Neste ano, prevê inaugurar um hospital especializado em cardiologia, em São Paulo. No início do ano, já havia comprado um Centro Oncológico Integrado no Rio de Janeiro. No total, a Amil já tem 31 hospitais no Brasil, quatro a mais do que a rede de hospitais D’Or, do cardiologista Jorge Moll Filho, avaliada recentemente em 18 bilhões de reais.
Para segurar os custos, a Amil também começou a monitorar mais de perto um grupo de 40 000 clientes considerados doentes crônicos — a ideia é incentivá-los a fazer check-ups e exames preventivos para evitar gastos desnecessários. Nos primeiros seis meses deste ano, o custo de internação desses pacientes caiu 40% em relação a 2014.

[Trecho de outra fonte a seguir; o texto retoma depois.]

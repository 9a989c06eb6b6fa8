//! First-signal-wins completion of a CSS transition or animation.
//!
//! The host may or may not report transition-end events, and even when it
//! does an interrupted transition can skip the event. Every wait therefore
//! races the native event against a timeout; whichever fires first runs the
//! continuation and disarms the other.

use std::cell::RefCell;
use std::rc::{Rc, Weak};
use swaypane_core::{
    CompletionEvent, ElementRef, ListenerId, RuntimeHandle, TimerRegistration, WeakElement,
};

struct RaceInner {
    element: Option<WeakElement>,
    listener: RefCell<Option<ListenerId>>,
    timer: RefCell<Option<TimerRegistration>>,
    on_done: RefCell<Option<Box<dyn FnOnce()>>>,
}

impl RaceInner {
    /// Disarms both signals and hands back the continuation if it has not
    /// run yet.
    fn settle(&self) -> Option<Box<dyn FnOnce()>> {
        let on_done = self.on_done.borrow_mut().take();
        let listener = self.listener.borrow_mut().take();
        if let (Some(id), Some(element)) = (listener, self.element.as_ref().and_then(Weak::upgrade))
        {
            element.remove_completion_listener(id);
        }
        let timer = self.timer.borrow_mut().take();
        drop(timer);
        on_done
    }

    fn fire(&self) {
        if let Some(on_done) = self.settle() {
            on_done();
        }
    }
}

/// Pending completion wait. Dropping it cancels the wait without running
/// the continuation.
pub struct CompletionHandle {
    inner: Rc<RaceInner>,
}

impl CompletionHandle {
    pub fn is_pending(&self) -> bool {
        self.inner.on_done.borrow().is_some()
    }

    pub fn cancel(self) {
        drop(self);
    }
}

impl Drop for CompletionHandle {
    fn drop(&mut self) {
        drop(self.inner.settle());
    }
}

/// Runs `on_done` once, after `event` fires on `element` or `timeout_ms`
/// elapses, whichever comes first.
///
/// Without an element, or on a host that cannot report `event`, only the
/// timeout is armed.
pub fn await_completion(
    runtime: &RuntimeHandle,
    element: Option<&ElementRef>,
    event: CompletionEvent,
    timeout_ms: u64,
    on_done: impl FnOnce() + 'static,
) -> CompletionHandle {
    let inner = Rc::new(RaceInner {
        element: element.map(Rc::downgrade),
        listener: RefCell::new(None),
        timer: RefCell::new(None),
        on_done: RefCell::new(Some(Box::new(on_done))),
    });

    if let Some(element) = element {
        let weak = Rc::downgrade(&inner);
        let listener = element.add_completion_listener(
            event,
            Box::new(move || {
                if let Some(inner) = weak.upgrade() {
                    inner.fire();
                }
            }),
        );
        *inner.listener.borrow_mut() = listener;
    }

    let weak = Rc::downgrade(&inner);
    let timer = runtime.set_timeout(timeout_ms, move || {
        if let Some(inner) = weak.upgrade() {
            log::trace!(target: "swaypane::animation", "completion fell back to timeout");
            inner.fire();
        }
    });
    *inner.timer.borrow_mut() = Some(timer);

    CompletionHandle { inner }
}
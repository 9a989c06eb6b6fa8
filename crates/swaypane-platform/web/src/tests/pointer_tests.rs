use crate::pointer::{is_editable_tag, mouse_contacts, pointer_kind};
use swaypane_foundation::PointerEventKind;

#[test]
fn touch_and_mouse_types_map_to_phases() {
    assert_eq!(pointer_kind("touchstart"), Some(PointerEventKind::Down));
    assert_eq!(pointer_kind("mousedown"), Some(PointerEventKind::Down));
    assert_eq!(pointer_kind("touchmove"), Some(PointerEventKind::Move));
    assert_eq!(pointer_kind("mouseup"), Some(PointerEventKind::Up));
    assert_eq!(pointer_kind("touchcancel"), Some(PointerEventKind::Cancel));
    assert_eq!(pointer_kind("mouseenter"), Some(PointerEventKind::Enter));
    assert_eq!(pointer_kind("pointerleave"), Some(PointerEventKind::Leave));
    assert_eq!(pointer_kind("click"), None);
}

#[test]
fn text_fields_are_editable_targets() {
    assert!(is_editable_tag("INPUT"));
    assert!(is_editable_tag("textarea"));
    assert!(!is_editable_tag("DIV"));
    assert!(!is_editable_tag("SELECT"));
}

#[test]
fn mouse_counts_a_contact_only_while_pressed() {
    assert_eq!(mouse_contacts(PointerEventKind::Down, 1), 1);
    assert_eq!(mouse_contacts(PointerEventKind::Move, 1), 1);
    assert_eq!(mouse_contacts(PointerEventKind::Move, 0), 0);
    assert_eq!(mouse_contacts(PointerEventKind::Move, 2), 0);
    assert_eq!(mouse_contacts(PointerEventKind::Up, 0), 0);
    assert_eq!(mouse_contacts(PointerEventKind::Enter, 0), 0);
}
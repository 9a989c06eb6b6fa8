//! Modal transition state machine.

use smallvec::SmallVec;
use swaypane_core::NavId;

pub type ModalHistory = SmallVec<[NavId; 4]>;

#[derive(Clone, Debug, PartialEq, Eq)]
pub enum TransitionAction {
    SetActive(Option<NavId>),
    Inited(NavId),
    Entered(NavId),
    Exited(NavId),
    /// The modal left the children; every slot it held is released.
    Removed(NavId),
}

/// Which modal is active, entering and exiting, plus the navigation stack.
///
/// `entering` is only set once the active modal's geometry is initialised,
/// so an enter animation never starts against stale layout.
#[derive(Clone, Debug, PartialEq, Eq, Default)]
pub struct TransitionState {
    pub active: Option<NavId>,
    pub entering: Option<NavId>,
    pub exiting: Option<NavId>,
    pub history: ModalHistory,
    pub is_back: bool,
}

impl TransitionState {
    pub fn new(active: Option<NavId>) -> Self {
        let mut history = ModalHistory::new();
        if let Some(id) = &active {
            history.push(id.clone());
        }
        Self {
            active,
            entering: None,
            exiting: None,
            history,
            is_back: false,
        }
    }

    /// Applies `action`. Returns whether anything changed.
    pub fn reduce(&mut self, action: TransitionAction) -> bool {
        let before = self.clone();
        match action {
            TransitionAction::SetActive(next) => self.set_active(next),
            TransitionAction::Inited(id) => {
                if self.active.as_ref() == Some(&id) {
                    self.entering = Some(id);
                }
            }
            TransitionAction::Entered(id) => {
                if self.entering.as_ref() == Some(&id) {
                    self.entering = None;
                }
            }
            TransitionAction::Exited(id) => {
                if self.exiting.as_ref() == Some(&id) {
                    self.exiting = None;
                }
            }
            TransitionAction::Removed(id) => {
                for slot in [&mut self.active, &mut self.entering, &mut self.exiting] {
                    if slot.as_ref() == Some(&id) {
                        *slot = None;
                    }
                }
                self.history.retain(|entry| *entry != id);
            }
        }
        *self != before
    }

    fn set_active(&mut self, next: Option<NavId>) {
        if next == self.active {
            return;
        }
        // A modal still leaving keeps the exit slot so an interrupted
        // transition finishes before the one it was interrupted by.
        let prev = self.exiting.take().or_else(|| self.active.take());

        let back_to = next
            .as_ref()
            .and_then(|id| self.history.iter().position(|entry| entry == id));
        self.is_back = back_to.is_some();
        match (&next, back_to) {
            (None, _) => self.history.clear(),
            (Some(_), Some(index)) => self.history.truncate(index + 1),
            (Some(id), None) => self.history.push(id.clone()),
        }

        self.active = next;
        self.entering = None;
        self.exiting = prev;
    }

    /// Whether any leg of a transition is still running.
    pub fn is_switching(&self) -> bool {
        self.entering.is_some() || self.exiting.is_some()
    }

    pub fn is_settled(&self) -> bool {
        !self.is_switching()
    }
}
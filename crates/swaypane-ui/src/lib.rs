//! Navigation surfaces for swaypane.
//!
//! * [`modal`]: the modal transition state machine, page geometry, the drag
//!   controller and the touch / desktop / adaptive modal roots.
//! * [`view`]: panel transitions and iOS edge swipe-back.
//!
//! Components here own no DOM. They are fed gestures and prop changes, keep
//! per-instance state behind `Rc`, and write styles through the host
//! [`Element`](swaypane_core::Element) facade.

pub mod modal;
pub mod view;

pub use modal::{
    ModalDescriptor, ModalDragController, ModalElements, ModalKind, ModalRoot, ModalRootConfig,
    ModalRootDesktop, ModalRootTouch, ModalTransitionManager, TransitionAction, TransitionState,
};
pub use view::{ScrollCache, View, ViewConfig, ViewEvent, ViewSwipeNavigator};

pub mod prelude {
    pub use crate::modal::{ModalDescriptor, ModalElements, ModalKind, ModalRoot, ModalRootConfig};
    pub use crate::view::{ScrollCache, View, ViewConfig, ViewEvent};
}
//! Shared gesture thresholds, in CSS pixels and milliseconds.
//!
//! Modal dragging, tap highlighting and swipe-back all read these so the
//! surfaces agree on when a touch stops being a tap.

/// Movement on the dominant axis that locks a gesture to that axis.
///
/// The decision is made once per gesture and never revisited.
pub const AXIS_LOCK_THRESHOLD: f32 = 5.0;

/// Delay before a pressed element shows its active highlight.
pub const ACTIVE_DELAY_MS: u64 = 70;

/// Default minimum time the active highlight stays visible after a tap.
pub const ACTIVE_EFFECT_DELAY_MS: u64 = 600;

/// Active period after which release deactivates with no extra hold.
pub const LONG_TAP_MS: u64 = 100;

/// Movement on either axis that turns a press into a slide.
pub const SLIDE_THRESHOLD: f32 = 20.0;

/// Lifetime of an Android ripple.
pub const RIPPLE_DURATION_MS: u64 = 225;

/// Distance from the viewport edge where swipe-back may start.
pub const EDGE_SWIPE_ZONE: f32 = 70.0;
//! Modal stacking.
//!
//! [`ModalTransitionManager`] owns the registry and the transition state
//! machine. [`ModalRootTouch`] adds drag-to-dismiss and translate
//! animations on touch devices, [`ModalRootDesktop`] fades modals in and
//! out, and [`ModalRoot`] picks one of them from the environment.

mod drag;
mod geometry;
mod lifecycle;
mod manager;
mod root;
mod root_desktop;
mod root_touch;
mod transition;
mod types;

use swaypane_core::WarnOnce;

pub(crate) const MODAL_ROOT_WARN: WarnOnce = WarnOnce::new("ModalRoot");

pub use drag::{
    exit_translate, mask_opacity, DragStep, ModalDragController, Release, Settle,
    CARD_DISMISS_THRESHOLD, PAGE_CLOSE_RELEASE, PAGE_DRAG_LIMIT,
};
pub use geometry::{init_page_geometry, PageMeasurements};
pub use lifecycle::PhaseHandler;
pub use manager::{CloseAction, ModalTransitionManager, RootCloseHandler};
pub use root::{ModalRender, ModalRoot, ModalRootConfig, ModalRootRender};
pub use root_desktop::ModalRootDesktop;
pub use root_touch::{ModalRootTouch, CONTENT_SCROLL_DEBOUNCE_MS};
pub use transition::{ModalHistory, TransitionAction, TransitionState};
pub use types::{
    ModalCloseHandler, ModalDescriptor, ModalElements, ModalEntry, ModalGeometry, ModalKind,
    TranslateRange, DEFAULT_SETTLING_HEIGHT,
};

#[cfg(test)]
#[path = "../tests/transition_tests.rs"]
mod transition_tests;

#[cfg(test)]
#[path = "../tests/drag_tests.rs"]
mod drag_tests;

A United Health aposta que seu maior diferencial para conquistar clientes vai ser o uso científico dos dados. Como no caso dos doentes crônicos, quer aproveitar a experiência acumulada nos Estados Unidos para melhorar o tratamento aqui no Brasil. A empresa lançou neste ano um aplicativo para os pacientes localizarem o hospital credenciado mais próximo.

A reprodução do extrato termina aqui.